Her grip was really choked up, it was wear very her hand was in the ready position. She also did not have to much success on the tour her high rank was only 91. I find it funny how you think the backhand is a lesser shot, but their are larger alot of players wh o play double handed backhand and done very well for them self, well their is only one player who played double side FH, and had had a mediocre career.

fenomeno2111
06-08-2006, 01:59 AM
What are you talking about buddy...it is good to learn to play with both hands because if you develop your non-dominant part of the brain you dominant part will do way better but playing two forehands is not plausible in any way. It just wouldn't work. I do recommend you to teach your younger brothe to play with his non-dominant hand in practice because it'll make him a better player.

Fed=ATPTourkilla
06-08-2006, 02:18 AM
I don't agree with this grip change thing. In a rally, there's plenty of time to change hands. I tried playing with two forehands myself, against some who hits the ball hard. I didn't have any problem changing hands, although I did have the problem that my left handed forehand sucked. But that won't be a problem if a junior is trained up from scratch.

Returns - I'm sure a double handed backhand block would be pretty easy to learn for the quick serves.

To the people who say "it just wouldn't work" - why not? People can play fine with their non-dominant hand in most sports, once they practice.

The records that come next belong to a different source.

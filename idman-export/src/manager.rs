//! Export/import orchestration over the storage engine.

use std::collections::BTreeMap;
use std::path::Path;
use std::sync::Arc;

use chrono::Utc;
use uuid::Uuid;

use idman_backup::storage::StorageEngine;
use idman_core::errors::{IdmanResult, ParsingError, StorageError, ValidationError};
use idman_core::models::{BackupData, ValidationIssues};

use crate::compress;
use crate::convert::{self, ExportDialect, ExportFormat};
use crate::stream;

/// Exports stored backups to interchange files and imports them back.
pub struct ExportImportManager {
    storage: Arc<StorageEngine>,
}

impl ExportImportManager {
    pub fn new(storage: Arc<StorageEngine>) -> Self {
        Self { storage }
    }

    /// Export a stored backup to `target_path` in the given format.
    ///
    /// The CSV dialect writes a directory of per-table files; the other
    /// dialects write a single file. JSON exports stream record by
    /// record.
    pub async fn export_backup(
        &self,
        backup_id: &str,
        format: ExportFormat,
        target_path: &Path,
    ) -> IdmanResult<()> {
        let Some(backup) = self.storage.retrieve(backup_id).await? else {
            return Err(StorageError::BackupNotFound {
                backup_id: backup_id.to_string(),
            }
            .into());
        };
        if !backup.verify_integrity() {
            tracing::warn!("export: backup {backup_id} failed its integrity check");
        }
        tracing::info!(
            "export: writing backup {backup_id} to {} as {:?}",
            target_path.display(),
            format.dialect
        );

        if let Some(parent) = target_path.parent() {
            std::fs::create_dir_all(parent).map_err(|e| StorageError::WriteFailed {
                key: target_path.display().to_string(),
                reason: e.to_string(),
            })?;
        }

        match format.dialect {
            ExportDialect::Json => {
                let mut payload = Vec::new();
                stream::stream_json_export(&backup, &mut payload)?;
                write_payload(target_path, payload, format.compressed)?;
            }
            ExportDialect::Yaml => {
                let payload = convert::to_yaml(&backup)?.into_bytes();
                write_payload(target_path, payload, format.compressed)?;
            }
            ExportDialect::Csv => {
                std::fs::create_dir_all(target_path).map_err(|e| StorageError::WriteFailed {
                    key: target_path.display().to_string(),
                    reason: e.to_string(),
                })?;
                for (table, content) in convert::to_csv(&backup)? {
                    let extension = if format.compressed { "csv.zst" } else { "csv" };
                    let file = target_path.join(format!("{table}.{extension}"));
                    write_payload(&file, content.into_bytes(), format.compressed)?;
                }
            }
        }
        Ok(())
    }

    /// Import backup data from a file (or CSV directory), validate it,
    /// and store it under a freshly minted backup id.
    pub async fn import_backup(
        &self,
        source_path: &Path,
        format: ExportFormat,
    ) -> IdmanResult<String> {
        let mut backup = read_source(source_path, format.dialect)?;

        let validation = validate_backup_data(&backup);
        if !validation.is_valid {
            return Err(ValidationError::Invalid {
                context: format!("import of {}", source_path.display()),
                reason: validation.errors.join("; "),
            }
            .into());
        }
        for warning in &validation.warnings {
            tracing::warn!("import: {warning}");
        }

        let backup_id = format!(
            "imported-{}-{}",
            Utc::now().format("%Y%m%d%H%M%S"),
            &Uuid::new_v4().simple().to_string()[..8]
        );
        backup.metadata.backup_id = backup_id;
        let stored_id = self.storage.store(backup).await?;
        tracing::info!("import: stored backup {stored_id} from {}", source_path.display());
        Ok(stored_id)
    }

    /// Parse and validate an import source without storing it.
    pub async fn validate_import(
        &self,
        source_path: &Path,
        format: ExportFormat,
    ) -> IdmanResult<ValidationIssues> {
        match read_source(source_path, format.dialect) {
            Ok(backup) => Ok(validate_backup_data(&backup)),
            Err(error) => Ok(ValidationIssues::invalid(format!(
                "format validation failed: {error}"
            ))),
        }
    }

    /// Re-export a stored backup in another dialect.
    pub async fn convert_format(
        &self,
        backup_id: &str,
        to: ExportFormat,
        target_path: &Path,
    ) -> IdmanResult<()> {
        self.export_backup(backup_id, to, target_path).await
    }
}

fn write_payload(path: &Path, payload: Vec<u8>, compressed: bool) -> IdmanResult<()> {
    let payload = if compressed {
        compress::compress(&payload)?
    } else {
        payload
    };
    std::fs::write(path, payload).map_err(|e| {
        StorageError::WriteFailed {
            key: path.display().to_string(),
            reason: e.to_string(),
        }
        .into()
    })
}

fn read_payload(path: &Path) -> IdmanResult<Vec<u8>> {
    let payload = std::fs::read(path).map_err(|e| ParsingError::Unreadable {
        path: path.display().to_string(),
        reason: e.to_string(),
    })?;
    compress::decompress_if_needed(payload)
}

fn read_source(path: &Path, dialect: ExportDialect) -> IdmanResult<BackupData> {
    match dialect {
        ExportDialect::Csv => {
            if !path.is_dir() {
                return Err(ParsingError::Unreadable {
                    path: path.display().to_string(),
                    reason: "CSV import expects a directory of table files".to_string(),
                }
                .into());
            }
            let mut tables = BTreeMap::new();
            let entries = std::fs::read_dir(path).map_err(|e| ParsingError::Unreadable {
                path: path.display().to_string(),
                reason: e.to_string(),
            })?;
            for entry in entries.flatten() {
                let file = entry.path();
                let Some(name) = file.file_name().and_then(|n| n.to_str()) else {
                    continue;
                };
                let Some(table) = name
                    .strip_suffix(".csv.zst")
                    .or_else(|| name.strip_suffix(".csv"))
                else {
                    continue;
                };
                let payload = read_payload(&file)?;
                let content =
                    String::from_utf8(payload).map_err(|e| ParsingError::Unreadable {
                        path: file.display().to_string(),
                        reason: e.to_string(),
                    })?;
                tables.insert(table.to_string(), content);
            }
            convert::from_csv(&tables)
        }
        dialect => {
            let payload = read_payload(path)?;
            let content = String::from_utf8(payload).map_err(|e| ParsingError::Unreadable {
                path: path.display().to_string(),
                reason: e.to_string(),
            })?;
            match dialect {
                ExportDialect::Json => convert::from_json(&content),
                ExportDialect::Yaml => convert::from_yaml(&content),
                ExportDialect::Csv => unreachable!("handled above"),
            }
        }
    }
}

/// Re-validate imported data before it reaches storage.
pub fn validate_backup_data(backup: &BackupData) -> ValidationIssues {
    let mut issues = ValidationIssues::valid();

    if backup.metadata.backup_id.is_empty() {
        issues.add_error("missing backup id in metadata".to_string());
    }
    if !backup.verify_integrity() {
        issues.add_warning("backup data failed its integrity check".to_string());
    }
    if backup.total_resources() == 0 {
        issues.add_warning("backup contains no resources".to_string());
    }

    for (index, user) in backup.users.iter().enumerate() {
        if user.user_id.is_empty() || user.user_name.is_empty() {
            issues.add_error(format!("invalid user at index {index}: missing required fields"));
        }
    }
    for (index, group) in backup.groups.iter().enumerate() {
        if group.group_id.is_empty() || group.display_name.is_empty() {
            issues.add_error(format!(
                "invalid group at index {index}: missing required fields"
            ));
        }
    }
    for (index, permission_set) in backup.permission_sets.iter().enumerate() {
        if permission_set.permission_set_arn.is_empty() || permission_set.name.is_empty() {
            issues.add_error(format!(
                "invalid permission set at index {index}: missing required fields"
            ));
        }
    }
    for (index, assignment) in backup.assignments.iter().enumerate() {
        if assignment.account_id.is_empty()
            || assignment.permission_set_arn.is_empty()
            || assignment.principal_id.is_empty()
        {
            issues.add_error(format!(
                "invalid assignment at index {index}: missing required fields"
            ));
        }
    }

    issues.add_detail(
        "total_resources",
        serde_json::json!(backup.total_resources()),
    );
    issues
}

Why haven't people done this before? Because they're all trained up as juniors to hit the backhand, even though (especially for the men) it's a weaker shot with less topspin. It's too late for me to change but it wouldn't be too late for a young junior.

fenomeno2111
06-08-2006, 02:21 AM
I don't agree with this grip change thing. In a rally, there's plenty of time to change hands. I tried playing with two forehands myself, against some who hits the ball hard. I didn't have any problem changing hands, although I did have the problem that my left handed forehand sucked. But that won't be a problem if a junior is trained up from scratch.

Returns - I'm sure a double handed backhand block would be pretty easy to learn for the quick serves.

To the people who say "it just wouldn't work" - why not? People can play fine with their non-dominant hand in most sports, once they practice.

Why haven't people done this before? Because they're all trained up as juniors to hit the backhand, even though (especially for the men) it's a weaker shot with less topspin. It's too late for me to change but it wouldn't be too late for a young junior.
WHAT!? Plenty of time??? Have you seen how fast the juniors play now?? It's hard for some players changing to their BH grip never mind changing your hand.

Fed=ATPTourkilla
06-08-2006, 02:25 AM
Which juniors do you play against? Christian Sampras?

Fed=ATPTourkilla
06-08-2006, 02:28 AM
And if it's true that changing grips isn't possible (which I don't believe - it can be done very quickly) then you could retain the lefty forehand as an attacking option for when you do have time.

fenomeno2111
06-08-2006, 02:49 AM
Well, with your stubborn behavior all I can tell you is try it and see if it works....Good luck.